The Mozart Brothers (Osten, 1986): ICA Cinema, 6.30pm
This is the fifth night in the exciting 'Last Movies' season at the ICA Cinema. Full details of all the screenings in the five-month long repertoire can be found here.
Last Movies remaps the first century of cinema according to what a selection of its key cultural icons saw just before dying. Conceived and created by Stanley Schtinter to enable an audience ‘to see what those who see no longer saw last,’ the ICA hosts a five-month programme to coincide with the publication of his book of the same title, described by Alan Moore as ‘Profound and riveting . . . a remarkable achievement,’ and by Laura Mulvey as ‘deeply thought-provoking.’
According to Erika Balsom, Last Movies ‘abandons all those calcified criteria most frequently used to organise cinema programmes ... period, nation, genre, director, star, theme: nothing internal to these films motivates their inclusion, their ‘quality’ least of all ... Last Movies embraces chance.’
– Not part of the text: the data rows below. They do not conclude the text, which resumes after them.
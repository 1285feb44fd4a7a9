//! Novelty detection
//!
//! Decides which extracted records have not been reported yet.

use crate::extract::CodeRecord;
use std::collections::BTreeSet;

/// Returns the candidates whose code is not in `known`, in candidate order
///
/// Pure: neither input is modified. Duplicate candidates are passed through
/// unchanged.
pub fn diff<I>(candidates: I, known: &BTreeSet<String>) -> Vec<CodeRecord>
where
    I: IntoIterator<Item = CodeRecord>,
{
    candidates
        .into_iter()
        .filter(|record| !known.contains(&record.code))
        .collect()
}
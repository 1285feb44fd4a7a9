//! JSON state file
//!
//! The file holds `{ "codes": [...], "last_updated": "<RFC 3339>" }` and is
//! always rewritten whole through a temp file in the same directory.

use crate::state::known::KnownCodes;
use chrono::Utc;
use serde::{Deserialize, Serialize};
use std::collections::BTreeSet;
use std::io::{self, Write};
use std::path::{Path, PathBuf};
use tempfile::NamedTempFile;
use thiserror::Error;

/// Errors that can occur while writing the state file
#[derive(Debug, Error)]
pub enum StorageError {
    #[error("IO error: {0}")]
    Io(#[from] io::Error),

    #[error("Serialization error: {0}")]
    Serialization(#[from] serde_json::Error),

    #[error("Failed to replace state file: {0}")]
    Persist(#[from] tempfile::PersistError),
}

/// Result type for storage operations
pub type StorageResult<T> = Result<T, StorageError>;

#[derive(Debug, Serialize, Deserialize)]
struct StateFile {
    #[serde(default)]
    codes: Vec<String>,
    #[serde(default)]
    last_updated: Option<String>,
}

/// Durable store of known codes
#[derive(Debug, Clone)]
pub struct StateStore {
    path: PathBuf,
}

impl StateStore {
    pub fn new(path: impl Into<PathBuf>) -> Self {
        Self { path: path.into() }
    }

    pub fn path(&self) -> &Path {
        &self.path
    }

    /// Loads the known code set
    ///
    /// A missing, unreadable or malformed file yields an empty set.
    pub fn load(&self) -> BTreeSet<String> {
        self.load_known().into_codes()
    }

    /// Loads the known codes together with the last-updated timestamp
    pub fn load_known(&self) -> KnownCodes {
        match self.read() {
            Ok(Some(known)) => known,
            Ok(None) => {
                tracing::debug!(
                    "No state file at {}, starting fresh",
                    self.path.display()
                );
                KnownCodes::new()
            }
            Err(e) => {
                tracing::warn!(
                    "Ignoring unreadable state file {}: {}",
                    self.path.display(),
                    e
                );
                KnownCodes::new()
            }
        }
    }

    fn read(&self) -> StorageResult<Option<KnownCodes>> {
        let content = match std::fs::read_to_string(&self.path) {
            Ok(content) => content,
            Err(e) if e.kind() == io::ErrorKind::NotFound => return Ok(None),
            Err(e) => return Err(e.into()),
        };

        let file: StateFile = serde_json::from_str(&content)?;
        Ok(Some(KnownCodes::with_timestamp(
            file.codes.into_iter().collect(),
            file.last_updated,
        )))
    }

    /// Replaces the state file with `codes` and a fresh timestamp
    ///
    /// The caller supplies the complete set; nothing is merged here.
    pub fn save(&self, codes: &BTreeSet<String>) -> StorageResult<()> {
        let file = StateFile {
            codes: codes.iter().cloned().collect(),
            last_updated: Some(Utc::now().to_rfc3339()),
        };
        let json = serde_json::to_string_pretty(&file)?;

        let dir = match self.path.parent() {
            Some(parent) if !parent.as_os_str().is_empty() => parent,
            _ => Path::new("."),
        };
        std::fs::create_dir_all(dir)?;

        let mut tmp = NamedTempFile::new_in(dir)?;
        tmp.write_all(json.as_bytes())?;
        tmp.write_all(b"\n")?;
        tmp.flush()?;
        // Temp files are created 0600; keep the mode of the file being replaced
        if let Ok(metadata) = std::fs::metadata(&self.path) {
            tmp.as_file().set_permissions(metadata.permissions())?;
        }
        tmp.as_file().sync_all()?;
        tmp.persist(&self.path)?;

        tracing::debug!("Saved {} codes to {}", codes.len(), self.path.display());
        Ok(())
    }
}
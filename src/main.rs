//! Shift-Watch main entry point
//!
//! This is the command-line interface for the Shift-Watch code watcher.

use anyhow::Context;
use clap::Parser;
use shift_watch::config::{resolve_config, Config};
use shift_watch::notify::{
    notifier_from_config, render_html, render_text, sample_record, NotifyOutcome,
};
use shift_watch::Watcher;
use std::path::PathBuf;
use tracing_subscriber::EnvFilter;

/// Shift-Watch: a SHiFT code watcher
///
/// Fetches the code page, compares the listed codes with the ones already
/// reported and emails the new ones. Meant to be run periodically by an
/// external scheduler.
#[derive(Parser, Debug)]
#[command(name = "shift-watch")]
#[command(version)]
#[command(about = "Emails newly published SHiFT codes", long_about = None)]
struct Cli {
    /// Path to TOML configuration file (defaults are used when omitted)
    #[arg(short, long, value_name = "FILE")]
    config: Option<PathBuf>,

    /// Path to the known-codes state file (overrides the config)
    #[arg(long, value_name = "FILE")]
    state: Option<PathBuf>,

    /// Increase logging verbosity (-v, -vv, -vvv)
    #[arg(short, long, action = clap::ArgAction::Count)]
    verbose: u8,

    /// Suppress non-error output
    #[arg(short, long, conflicts_with = "verbose")]
    quiet: bool,

    /// Report new codes without saving them or sending email
    #[arg(long, conflicts_with_all = ["preview", "test_email"])]
    dry_run: bool,

    /// Run normally but never send email
    #[arg(long, conflicts_with_all = ["preview", "test_email"])]
    no_email: bool,

    /// Print the notification for a sample code and exit
    #[arg(long, conflicts_with = "test_email")]
    preview: bool,

    /// Send the notification for a sample code and exit
    #[arg(long)]
    test_email: bool,
}

#[tokio::main(flavor = "current_thread")]
async fn main() -> anyhow::Result<()> {
    let cli = Cli::parse();

    setup_logging(cli.verbose, cli.quiet);

    let mut config =
        resolve_config(cli.config.as_deref()).context("Failed to load configuration")?;
    if let Some(state) = &cli.state {
        config.state.path = state.display().to_string();
    }

    if cli.preview {
        handle_preview(&config);
    } else if cli.test_email {
        handle_test_email(&config).await?;
    } else {
        handle_run(config, cli.dry_run, cli.no_email).await?;
    }

    Ok(())
}

/// Sets up the logging/tracing subscriber based on verbosity level
fn setup_logging(verbose: u8, quiet: bool) {
    let filter = if quiet {
        // Only show errors
        EnvFilter::new("error")
    } else {
        match verbose {
            0 => EnvFilter::new("shift_watch=info,warn"),
            1 => EnvFilter::new("shift_watch=debug,info"),
            2 => EnvFilter::new("shift_watch=trace,debug"),
            _ => EnvFilter::new("trace"),
        }
    };

    tracing_subscriber::fmt()
        .with_env_filter(filter)
        .with_target(false)
        .with_thread_ids(false)
        .with_file(false)
        .init();
}

/// Handles --preview: renders both bodies for a sample record
fn handle_preview(config: &Config) {
    let records = vec![sample_record()];

    println!("=== HTML Version ===\n");
    println!("{}", render_html(&records, &config.source.url));
    println!("=== Plain Text Version ===\n");
    println!("{}", render_text(&records, &config.source.url));
}

/// Handles --test-email: sends the sample notification through the configured transport
async fn handle_test_email(config: &Config) -> anyhow::Result<()> {
    let (Some(notifier), Some(recipient)) =
        (notifier_from_config(config), config.email.recipient.as_deref())
    else {
        anyhow::bail!("Email is not configured; see the log above");
    };

    match notifier.notify(&[sample_record()], recipient).await {
        NotifyOutcome::Sent => {
            println!("✓ Test email sent to {}", recipient);
            Ok(())
        }
        _ => anyhow::bail!("Test email could not be sent"),
    }
}

/// Handles the regular run
async fn handle_run(config: Config, dry_run: bool, no_email: bool) -> anyhow::Result<()> {
    let notifier = if dry_run || no_email {
        None
    } else {
        notifier_from_config(&config)
    };

    let watcher = Watcher::new(config)?
        .with_notifier(notifier)
        .dry_run(dry_run);

    let report = watcher.run().await?;

    if dry_run {
        for record in &report.new_codes {
            println!(
                "{}\t{}\t{}\t{}",
                record.code, record.reward, record.added_date, record.expire_date
            );
        }
    }

    Ok(())
}
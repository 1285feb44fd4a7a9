use crate::common::{code_page, create_test_config, row, Outbox};
use shift_watch::config::validate;
use shift_watch::notify::{Notifier, NotifyOutcome};
use shift_watch::runner::run_once;
use shift_watch::{StateStore, WatchError, Watcher};
use std::collections::BTreeSet;
use tempfile::TempDir;
use wiremock::matchers::{method, path};
use wiremock::{Mock, MockServer, ResponseTemplate};

const GOLDEN: &str = "ABCDE-12345-ABCDE-12345-ABCDE";
const FRESH: &str = "ZZZZZ-11111-ZZZZZ-11111-ZZZZZ";

async fn serve_page(body: String) -> MockServer {
    let mock_server = MockServer::start().await;
    Mock::given(method("GET"))
        .and(path("/codes/"))
        .respond_with(
            ResponseTemplate::new(200)
                .set_body_string(body)
                .insert_header("content-type", "text/html; charset=UTF-8"),
        )
        .mount(&mock_server)
        .await;
    mock_server
}

fn two_code_page() -> String {
    code_page(&[
        row("3 Golden Key", "Nov 20, 2025", GOLDEN, "Nov 27, 2025"),
        row("Promo", "Nov 20, 2025", "BAD-CODE", "Unknown"),
        row("5 Golden Keys", "Nov 21, 2025", FRESH, "Unknown"),
    ])
}

fn watcher(server: &MockServer, dir: &TempDir, outbox: &Outbox) -> Watcher {
    let config = create_test_config(
        &format!("{}/codes/", server.uri()),
        &dir.path().join("known_codes.json"),
    );
    let notifier = Notifier::new(Box::new(outbox.clone()), config.source.url.clone());
    Watcher::new(config)
        .expect("Failed to create watcher")
        .with_notifier(Some(notifier))
}

fn set(codes: &[&str]) -> BTreeSet<String> {
    codes.iter().map(|c| c.to_string()).collect()
}

#[tokio::test]
async fn test_first_run_reports_every_code() {
    let server = serve_page(two_code_page()).await;
    let dir = TempDir::new().unwrap();
    let outbox = Outbox::default();
    let watcher = watcher(&server, &dir, &outbox);

    let report = watcher.run().await.expect("Run failed");

    assert_eq!(report.known_before, 0);
    assert_eq!(report.found, 2);
    assert_eq!(
        report
            .new_codes
            .iter()
            .map(|r| r.code.as_str())
            .collect::<Vec<_>>(),
        vec![GOLDEN, FRESH]
    );
    assert!(report.state_saved);
    assert_eq!(report.notification, NotifyOutcome::Sent);

    assert_eq!(watcher.store().load(), set(&[GOLDEN, FRESH]));

    let sent = outbox.sent();
    assert_eq!(sent.len(), 1);
    assert_eq!(sent[0].recipient, "me@example.com");
    assert_eq!(
        sent[0].subject,
        "New Borderlands 4 Shift Codes Available (2 new)"
    );
    assert!(sent[0].text.contains(GOLDEN));
    assert!(sent[0].text.contains(FRESH));
    assert!(!sent[0].text.contains("BAD-CODE"));
    assert!(!sent[0].text.contains("COSME-TICCO-DECOS-METIC-CODES"));
}

#[tokio::test]
async fn test_second_run_finds_nothing_new() {
    let server = serve_page(two_code_page()).await;
    let dir = TempDir::new().unwrap();
    let outbox = Outbox::default();
    let watcher = watcher(&server, &dir, &outbox);

    watcher.run().await.expect("First run failed");
    let report = watcher.run().await.expect("Second run failed");

    assert_eq!(report.known_before, 2);
    assert_eq!(report.found, 2);
    assert!(report.new_codes.is_empty());
    assert!(!report.state_saved);
    assert_eq!(report.notification, NotifyOutcome::Skipped);
    assert_eq!(outbox.sent().len(), 1);
}

#[tokio::test]
async fn test_only_unknown_codes_are_reported() {
    let server = serve_page(two_code_page()).await;
    let dir = TempDir::new().unwrap();
    let outbox = Outbox::default();
    let watcher = watcher(&server, &dir, &outbox);

    watcher.store().save(&set(&[GOLDEN])).unwrap();

    let report = watcher.run().await.expect("Run failed");

    assert_eq!(report.known_before, 1);
    assert_eq!(report.new_codes.len(), 1);
    assert_eq!(report.new_codes[0].code, FRESH);
    assert_eq!(report.new_codes[0].reward, "5 Golden Keys");
    assert_eq!(watcher.store().load(), set(&[GOLDEN, FRESH]));

    let sent = outbox.sent();
    assert_eq!(sent.len(), 1);
    assert!(sent[0].text.contains(FRESH));
    assert!(!sent[0].text.contains(GOLDEN));
}

#[tokio::test]
async fn test_known_codes_are_never_dropped() {
    let server = serve_page(code_page(&[row("1 Golden Key", "Nov 22", FRESH, "Nov 29")])).await;
    let dir = TempDir::new().unwrap();
    let outbox = Outbox::default();
    let watcher = watcher(&server, &dir, &outbox);

    // A code that has since vanished from the page
    watcher.store().save(&set(&[GOLDEN])).unwrap();
    watcher.run().await.expect("Run failed");

    assert_eq!(watcher.store().load(), set(&[GOLDEN, FRESH]));
}

#[tokio::test]
async fn test_fetch_failure_leaves_state_untouched() {
    let mock_server = MockServer::start().await;
    Mock::given(method("GET"))
        .and(path("/codes/"))
        .respond_with(ResponseTemplate::new(503))
        .mount(&mock_server)
        .await;

    let dir = TempDir::new().unwrap();
    let outbox = Outbox::default();
    let watcher = watcher(&mock_server, &dir, &outbox);

    let result = watcher.run().await;

    assert!(matches!(result, Err(WatchError::Fetch(_))));
    assert!(!dir.path().join("known_codes.json").exists());
    assert!(outbox.sent().is_empty());
}

#[tokio::test]
async fn test_not_found_is_a_fetch_failure() {
    // No mock mounted: wiremock answers 404
    let mock_server = MockServer::start().await;
    let dir = TempDir::new().unwrap();
    let outbox = Outbox::default();
    let watcher = watcher(&mock_server, &dir, &outbox);

    let result = watcher.run().await;
    assert!(matches!(result, Err(WatchError::Fetch(_))));
}

#[tokio::test]
async fn test_layout_change_yields_no_codes() {
    let body = r#"<html><body><h2>Borderlands 4 codes moved!</h2>
        <figure><table><tr><th>x</th></tr>
        <tr><td>a</td><td>b</td><td><code>ABCDE-12345-ABCDE-12345-ABCDE</code></td><td>c</td></tr>
        </table></figure></body></html>"#;
    let server = serve_page(body.to_string()).await;
    let dir = TempDir::new().unwrap();
    let outbox = Outbox::default();
    let watcher = watcher(&server, &dir, &outbox);

    let report = watcher.run().await.expect("Layout drift must not fail the run");

    assert_eq!(report.found, 0);
    assert!(report.new_codes.is_empty());
    assert!(!dir.path().join("known_codes.json").exists());
    assert!(outbox.sent().is_empty());
}

#[tokio::test]
async fn test_email_failure_keeps_saved_state() {
    let server = serve_page(two_code_page()).await;
    let dir = TempDir::new().unwrap();
    let outbox = Outbox::failing();
    let watcher = watcher(&server, &dir, &outbox);

    let report = watcher.run().await.expect("Email failure must not fail the run");

    assert!(report.state_saved);
    assert_eq!(report.notification, NotifyOutcome::Failed);
    assert_eq!(watcher.store().load(), set(&[GOLDEN, FRESH]));

    // The codes count as reported from now on
    let again = watcher.run().await.unwrap();
    assert!(again.new_codes.is_empty());
}

#[tokio::test]
async fn test_dry_run_changes_nothing() {
    let server = serve_page(two_code_page()).await;
    let dir = TempDir::new().unwrap();
    let outbox = Outbox::default();
    let watcher = watcher(&server, &dir, &outbox).dry_run(true);

    let report = watcher.run().await.expect("Run failed");

    assert_eq!(report.new_codes.len(), 2);
    assert!(!report.state_saved);
    assert_eq!(report.notification, NotifyOutcome::Skipped);
    assert!(!dir.path().join("known_codes.json").exists());
    assert!(outbox.sent().is_empty());
}

#[tokio::test]
async fn test_run_without_notifier_still_saves() {
    let server = serve_page(two_code_page()).await;
    let dir = TempDir::new().unwrap();
    let outbox = Outbox::default();
    let watcher = watcher(&server, &dir, &outbox).with_notifier(None);

    let report = watcher.run().await.expect("Run failed");

    assert!(report.state_saved);
    assert_eq!(report.notification, NotifyOutcome::Skipped);
    assert_eq!(watcher.store().load().len(), 2);
}

#[tokio::test]
async fn test_corrupt_state_file_starts_fresh() {
    let server = serve_page(two_code_page()).await;
    let dir = TempDir::new().unwrap();
    let state_path = dir.path().join("known_codes.json");
    std::fs::write(&state_path, "{\"codes\": [truncated").unwrap();

    let outbox = Outbox::default();
    let watcher = watcher(&server, &dir, &outbox);
    let report = watcher.run().await.expect("Run failed");

    assert_eq!(report.known_before, 0);
    assert_eq!(report.new_codes.len(), 2);
    assert_eq!(StateStore::new(&state_path).load(), set(&[GOLDEN, FRESH]));
}

#[tokio::test]
async fn test_state_write_failure_still_notifies() {
    let server = serve_page(two_code_page()).await;
    let dir = TempDir::new().unwrap();
    // A regular file where the state directory should be
    let blocker = dir.path().join("blocker");
    std::fs::write(&blocker, "not a directory").unwrap();

    let config = create_test_config(
        &format!("{}/codes/", server.uri()),
        &blocker.join("known_codes.json"),
    );
    let outbox = Outbox::default();
    let notifier = Notifier::new(Box::new(outbox.clone()), config.source.url.clone());
    let watcher = Watcher::new(config)
        .expect("Failed to create watcher")
        .with_notifier(Some(notifier));

    let report = watcher.run().await.expect("A failed save must not fail the run");

    assert!(!report.state_saved);
    assert_eq!(report.notification, NotifyOutcome::Sent);
    assert_eq!(outbox.sent().len(), 1);
    assert!(watcher.store().load().is_empty());
}

#[tokio::test]
async fn test_bad_email_settings_do_not_stop_the_run() {
    let server = serve_page(two_code_page()).await;
    let dir = TempDir::new().unwrap();
    let state_path = dir.path().join("known_codes.json");

    let mut config = create_test_config(&format!("{}/codes/", server.uri()), &state_path);
    config.email.recipient = Some("not an address".to_string());
    config.email.provider = "sendgrid".to_string();
    config.mailjet.api_key = Some("key".to_string());
    config.mailjet.api_secret = Some("secret".to_string());
    validate(&config).expect("Email settings must not fail validation");

    let report = run_once(config).await.expect("Run failed");

    assert_eq!(report.new_codes.len(), 2);
    assert!(report.state_saved);
    assert_eq!(report.notification, NotifyOutcome::Skipped);
    assert_eq!(StateStore::new(&state_path).load(), set(&[GOLDEN, FRESH]));
}
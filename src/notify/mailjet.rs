use crate::config::{EmailConfig, MailjetConfig, Provider};
use crate::notify::message::Email;
use crate::notify::transport::EmailTransport;
use crate::notify::{NotifyError, NotifyResult};
use async_trait::async_trait;
use reqwest::Client;
use serde_json::{json, Value};
use std::time::Duration;

/// Delivery through the Mailjet v3.1 send API
pub struct MailjetMailer {
    client: Client,
    api_url: String,
    api_key: String,
    api_secret: String,
    from_email: String,
    from_name: String,
}

impl MailjetMailer {
    pub fn from_config(mailjet: &MailjetConfig, email: &EmailConfig) -> NotifyResult<Self> {
        let (Some(api_key), Some(api_secret)) = (&mailjet.api_key, &mailjet.api_secret) else {
            return Err(NotifyError::MissingCredentials {
                provider: Provider::Mailjet,
                variables: "MAILJET_API_KEY and MAILJET_API_SECRET",
            });
        };

        let from_email = email.sender().ok_or(NotifyError::MissingSender)?;

        let client = Client::builder().timeout(Duration::from_secs(30)).build()?;

        Ok(Self {
            client,
            api_url: mailjet.api_url.clone(),
            api_key: api_key.clone(),
            api_secret: api_secret.clone(),
            from_email: from_email.to_string(),
            from_name: email.from_name.clone(),
        })
    }

    /// Request body for one message
    fn payload(&self, email: &Email) -> Value {
        let sender = json!({ "Email": self.from_email, "Name": self.from_name });
        json!({
            "Messages": [{
                "From": sender,
                "To": [{ "Email": email.recipient }],
                "Subject": email.subject,
                "TextPart": email.text,
                "HTMLPart": email.html,
                "ReplyTo": sender,
            }]
        })
    }
}

#[async_trait]
impl EmailTransport for MailjetMailer {
    fn name(&self) -> &'static str {
        Provider::Mailjet.as_str()
    }

    async fn send(&self, email: &Email) -> NotifyResult<()> {
        let response = self
            .client
            .post(&self.api_url)
            .basic_auth(&self.api_key, Some(&self.api_secret))
            .json(&self.payload(email))
            .send()
            .await?;

        let status = response.status();
        if !status.is_success() {
            let body = response.text().await.unwrap_or_default();
            return Err(NotifyError::Rejected {
                status: status.as_u16(),
                body,
            });
        }

        tracing::debug!("Mailjet accepted the message ({})", status);
        Ok(())
    }
}
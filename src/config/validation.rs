use crate::config::types::{Config, SourceConfig, StateConfig};
use crate::ConfigError;
use url::Url;

/// Validates the settings a run cannot do without
///
/// Email addressing and the provider name are checked when the transport is
/// built; a mistake there disables notifications but never the run.
pub fn validate(config: &Config) -> Result<(), ConfigError> {
    validate_source_config(&config.source)?;
    validate_state_config(&config.state)?;
    validate_mailjet_url(&config.mailjet.api_url)?;
    Ok(())
}

/// Validates the page source configuration
fn validate_source_config(config: &SourceConfig) -> Result<(), ConfigError> {
    let url = Url::parse(&config.url).map_err(|e| {
        ConfigError::InvalidUrl(format!("Invalid source url '{}': {}", config.url, e))
    })?;

    if url.scheme() != "https" && url.scheme() != "http" {
        return Err(ConfigError::Validation(format!(
            "Source url '{}' must use http or https",
            config.url
        )));
    }

    if config.timeout_secs == 0 {
        return Err(ConfigError::Validation(
            "timeout_secs must be at least 1".to_string(),
        ));
    }

    if config.heading.trim().is_empty() {
        return Err(ConfigError::Validation("heading cannot be empty".to_string()));
    }

    if config.user_agent.trim().is_empty() {
        return Err(ConfigError::Validation(
            "user_agent cannot be empty".to_string(),
        ));
    }

    Ok(())
}

fn validate_state_config(config: &StateConfig) -> Result<(), ConfigError> {
    if config.path.trim().is_empty() {
        return Err(ConfigError::Validation(
            "state path cannot be empty".to_string(),
        ));
    }
    Ok(())
}

fn validate_mailjet_url(api_url: &str) -> Result<(), ConfigError> {
    Url::parse(api_url).map(|_| ()).map_err(|e| {
        ConfigError::InvalidUrl(format!("Invalid mailjet api-url '{}': {}", api_url, e))
    })
}
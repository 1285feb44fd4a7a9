use crate::config::{Config, Provider};
use crate::notify::mailjet::MailjetMailer;
use crate::notify::message::Email;
use crate::notify::smtp::SmtpMailer;
use crate::notify::{NotifyError, NotifyResult};
use async_trait::async_trait;
use lettre::Address;

/// A way of delivering a rendered notification
#[async_trait]
pub trait EmailTransport: Send + Sync {
    /// Short provider name for log lines
    fn name(&self) -> &'static str;

    /// Delivers `email` to its recipient
    async fn send(&self, email: &Email) -> NotifyResult<()>;
}

/// Builds the transport selected by `config.email.provider`
///
/// Fails on an unknown provider, a malformed recipient or sender address,
/// or missing credentials; callers treat that as "notifications disabled"
/// rather than a fatal error.
pub fn build_transport(config: &Config) -> NotifyResult<Box<dyn EmailTransport>> {
    let provider: Provider = config
        .email
        .provider
        .parse()
        .map_err(NotifyError::UnknownProvider)?;

    for address in [&config.email.recipient, &config.email.from_email]
        .into_iter()
        .flatten()
    {
        address.parse::<Address>()?;
    }

    let transport: Box<dyn EmailTransport> = match provider {
        Provider::Smtp => Box::new(SmtpMailer::from_config(&config.smtp, &config.email)?),
        Provider::Mailjet => {
            Box::new(MailjetMailer::from_config(&config.mailjet, &config.email)?)
        }
    };
    tracing::debug!("Using {} email transport", transport.name());
    Ok(transport)
}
Introduction to tonight’s screening:
In 1986, CM von Hausswolff travelled to the depths of Iran to visit the ruins of Alamut castle, the famed residence of Persian emperor Hassan I-Sabbah, master of the Ismaili sect known as the ‘assassins’. Only on returning to Tehran did Hausswolff discover that the prime minister of Sweden, his home, had been assassinated leaving the cinema. The killer remains at large. When Hausswolff told Schtinter this story, he immediately asked: ‘But what had he just seen?’ This was fundamental to the birth of the Last Movies project. Hausswolff will join Schtinter on this, the final instalment of Last Movies at the ICA, with the two artists discussing occult Islam, the recording of ghosts, and trips to ‘nowhere’.
Chicago Reader review:
Like Borges and Bioy-Casares’s no less questionable Chronicles of Bustos Domecq, this satirical look at the presumptions of the avant-garde is apt to be funnier to people who dislike most of the avant-garde on principle than to those with more sympathy–who maybe in for a bumpy ride. Either way, Suzanne Osten’s Swedish comedy certainly has its laughs, although a certain rhythmic monotony and sameness in the scenes prevents it from building as much as it should (in the sense that, say, Mel Brooks’s The Producers and Albert Brooks’s Real Life do, to cite two other celebrations of eccentric theatrical excess). A typical scene begins with the director of an avant-garde production of Don Giovanni asking members of his company to do something outrageous (“Do something erotic with objects”), and ends with a musician grumbling or making threats (“If you say I’m antagonistic once again, I’ll hit you with my shoe”).
Jonathan Rosenbaum
Here (and above) is the trailer.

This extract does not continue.